Victorinox Swiss Army RangerWood 55 Review

September 3, 2014
Victorinox Swiss Army RangerWood 55
Victorinox Swiss Army RangerWood 55 Swiss-Army-RangerWood-2
Construction & Materials
Ease of Use
Steel Quality & Edge Retention

The Good

  • T-handle awl
  • Classy walnut handle
  • Full-sized knife blade
  • Full-sized saw blade

The Bad

  • Blade lock release is initially tough to find (push the emblem)
  • Awl is tough to get out of the closed position
  • Saw blade does not lock

The Victorinox Swiss Army RangerWood 55 is a full-sized knife, so I wouldn’t recommend you choosing it as your everyday carry in your pocket. In fact, it would be cherry if the RangerWood 55 came with a sheath, but – otherwise, you can pop this tool into your backpack and have the warm feeling inside your soul that you will be able to rely on it for anything you need in the wild.


When I get these knives to test, I usually don’t get any supporting documentation with them – and if I do, I don’t read it because half of the fun of a new tool is figuring out its functions. Halfway through testing of the Victorinox Swiss Army RangerWood 55 I just hated the fact that I needed to dig into the frame to release the reverse liner-lock, and then I pushed on the emblem. It was spongy and, when pushed completely, it revealed itself as an ultra-modern blade lock release. It was like angels singing.

Victorinox made the right decision in keeping the RangerWood 55 around when they picked up the Wenger line earlier this year. It’s a full-sized, action-packed knife that I initially didn’t care too much for, but after testing it out and figuring out how to release the blade lock—I’ve got to say, this knife will do you right on your next adventure.

Construction & Materials
I’m always a fan of wood handles, but I worry about them drying out over time. I don’t think this will be the case here as the material is a stabilized walnut. The frame is bulletproof, as expected from Wenger or Victorinox. I’m amazed at the innovation of the blade lock release button, which I initially thought was a loose emblem sticker; a great design.

Ease of Use
For the most part, the RangerWood 55 functions like any other Swiss Army knife your grandfather gave you—nice and smooth. The one hang-up in this case would be the awl, which requires significant force to open. Additionally, the saw does not lock, and though I didn’t have any issues with it, someone who is unfamiliar with non-locking saws needs to keep this in mind.

Steel Quality & Edge Retention
The steel used in Swiss Army Knives is about as stainless as it gets, but the knife blade is a wee bit soft and will require a few passes across a whetstone after a few voyages in the wild. But, that’s not to say that this blade isn’t razor sharp out of the box. The saw blade is pretty aggressive and holds up like a champ due to its double-cut design.

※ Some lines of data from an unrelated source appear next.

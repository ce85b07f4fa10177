//! Route requirements and the guard evaluation chain.
//!
//! Requirements are ordinary data attached at route registration, not
//! handler annotations. Evaluation is an ordered list of pure predicates:
//! presence/authentication first, then roles, then permissions. Declaring
//! only one kind of requirement skips the other check entirely.

use crate::auth::principal::Principal;
use crate::authz::{engine, Permission, PermissionMap, Role};

/// Role/permission requirements declared alongside a route registration.
#[derive(Debug, Clone, Default, PartialEq, Eq)]
pub struct RouteRequirements {
    pub roles: Vec<Role>,
    pub permissions: Vec<Permission>,
}

impl RouteRequirements {
    /// Open to any authenticated principal.
    #[must_use]
    pub fn none() -> Self {
        Self::default()
    }

    #[must_use]
    pub fn roles(mut self, roles: impl IntoIterator<Item = Role>) -> Self {
        self.roles = roles.into_iter().collect();
        self
    }

    #[must_use]
    pub fn permissions(mut self, permissions: impl IntoIterator<Item = Permission>) -> Self {
        self.permissions = permissions.into_iter().collect();
        self
    }
}

/// Why a guarded request was rejected.
#[derive(Debug, Clone, Copy, PartialEq, Eq, thiserror::Error)]
pub enum Denial {
    /// No verified principal on the request: an authentication failure, not
    /// an authorization failure.
    #[error("authentication required")]
    Unauthenticated,
    #[error("required role missing")]
    MissingRole,
    #[error("required permission missing")]
    MissingPermission,
}

type GuardCheck = fn(&Principal, &RouteRequirements, &PermissionMap) -> Result<(), Denial>;

/// Ordered predicate chain; each link passes or short-circuits with a denial.
const GUARD_CHAIN: &[GuardCheck] = &[check_roles, check_permissions];

fn check_roles(
    principal: &Principal,
    requirements: &RouteRequirements,
    _map: &PermissionMap,
) -> Result<(), Denial> {
    if requirements.roles.is_empty() {
        return Ok(());
    }
    if engine::has_role(&principal.roles, &requirements.roles) {
        Ok(())
    } else {
        Err(Denial::MissingRole)
    }
}

fn check_permissions(
    principal: &Principal,
    requirements: &RouteRequirements,
    map: &PermissionMap,
) -> Result<(), Denial> {
    if requirements.permissions.is_empty() {
        return Ok(());
    }
    if map.has_all_permissions(&principal.roles, &requirements.permissions) {
        Ok(())
    } else {
        Err(Denial::MissingPermission)
    }
}

/// Evaluate the guard chain for a protected operation.
///
/// `principal` is `None` when no verified token was attached to the request;
/// that case is always [`Denial::Unauthenticated`] regardless of what the
/// route requires.
pub fn authorize(
    principal: Option<&Principal>,
    requirements: &RouteRequirements,
    map: &PermissionMap,
) -> Result<(), Denial> {
    let principal = principal.ok_or(Denial::Unauthenticated)?;

    for check in GUARD_CHAIN {
        check(principal, requirements, map)?;
    }

    Ok(())
}

#[cfg(test)]
mod tests {
    use super::*;

    fn principal(role: Role) -> Principal {
        Principal::new(7, "guard@example.com".to_string(), role)
    }

    #[test]
    fn missing_principal_is_an_authentication_failure() {
        let map = PermissionMap::new();
        let requirements = RouteRequirements::none();

        assert_eq!(
            authorize(None, &requirements, &map),
            Err(Denial::Unauthenticated)
        );
    }

    #[test]
    fn no_requirements_admit_any_authenticated_principal() {
        let map = PermissionMap::new();
        let requirements = RouteRequirements::none();
        let attendee = principal(Role::Attendee);

        assert_eq!(authorize(Some(&attendee), &requirements, &map), Ok(()));
    }

    #[test]
    fn role_requirement_is_any_of() {
        let map = PermissionMap::new();
        let requirements = RouteRequirements::none().roles([Role::Organizer, Role::Admin]);

        assert_eq!(
            authorize(Some(&principal(Role::Organizer)), &requirements, &map),
            Ok(())
        );
        assert_eq!(
            authorize(Some(&principal(Role::Staff)), &requirements, &map),
            Err(Denial::MissingRole)
        );
    }

    #[test]
    fn permission_requirement_is_all_of() {
        let map = PermissionMap::new();
        let requirements = RouteRequirements::none()
            .permissions([Permission::ViewAttendees, Permission::ViewReports]);

        assert_eq!(
            authorize(Some(&principal(Role::Organizer)), &requirements, &map),
            Ok(())
        );
        // Staff can view attendees but not reports: the superset check fails.
        assert_eq!(
            authorize(Some(&principal(Role::Staff)), &requirements, &map),
            Err(Denial::MissingPermission)
        );
    }

    #[test]
    fn role_check_runs_before_permission_check() {
        let map = PermissionMap::new();
        let requirements = RouteRequirements::none()
            .roles([Role::Admin])
            .permissions([Permission::ViewAttendees]);

        // Staff holds the permission but not the role; the denial must name
        // the role, proving evaluation order.
        assert_eq!(
            authorize(Some(&principal(Role::Staff)), &requirements, &map),
            Err(Denial::MissingRole)
        );
    }

    #[test]
    fn both_checks_must_pass_when_both_are_declared() {
        let map = PermissionMap::new();
        let requirements = RouteRequirements::none()
            .roles([Role::Admin, Role::Staff])
            .permissions([Permission::ConfigureSystem]);

        assert_eq!(
            authorize(Some(&principal(Role::Admin)), &requirements, &map),
            Ok(())
        );
        // Staff passes the role gate but lacks the permission.
        assert_eq!(
            authorize(Some(&principal(Role::Staff)), &requirements, &map),
            Err(Denial::MissingPermission)
        );
    }

    #[test]
    fn role_only_requirement_skips_permission_check() {
        let map = PermissionMap::new();
        let requirements = RouteRequirements::none().roles([Role::Attendee]);

        // Attendee carries zero permissions yet passes: no permission
        // requirement was declared.
        assert_eq!(
            authorize(Some(&principal(Role::Attendee)), &requirements, &map),
            Ok(())
        );
    }
}
use crate::cli::{actions::Action, commands, dispatch::handler, globals::GlobalArgs};
use anyhow::Result;
use tracing_subscriber::{fmt, layer::SubscriberExt, EnvFilter, Registry};

/// Start the CLI
pub fn start() -> Result<(Action, GlobalArgs)> {
    let matches = commands::new().get_matches();

    let verbosity_level = match matches.get_one::<u8>("verbosity").map_or(0, |&v| v) {
        0 => tracing::Level::ERROR,
        1 => tracing::Level::WARN,
        2 => tracing::Level::INFO,
        3 => tracing::Level::DEBUG,
        _ => tracing::Level::TRACE,
    };

    let fmt_layer = fmt::layer()
        .with_file(true)
        .with_line_number(true)
        .with_thread_ids(true)
        .with_target(false);

    // RUST_LOG=
    let env_filter = EnvFilter::builder()
        .with_default_directive(verbosity_level.into())
        .from_env_lossy();

    let subscriber = Registry::default().with(fmt_layer).with(env_filter);

    tracing::subscriber::set_global_default(subscriber)?;

    handler(&matches)
}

If the RangerWood 55 were going to break on me, it would have. The handle took a little abuse in testing, but nothing that won’t smooth over in time (being that its wood). I’m almost certain the standard plastic handle scales would have cracked or come off if they were installed on this stoic bastard.

Usually when a company ups their game and uses wood for their handles it drives up the price. That could be the case here, although—the complex push button blade lock release may have added some cheddar to the final price. If you can pick this up for under $100, you’re in for a real treat worth your money.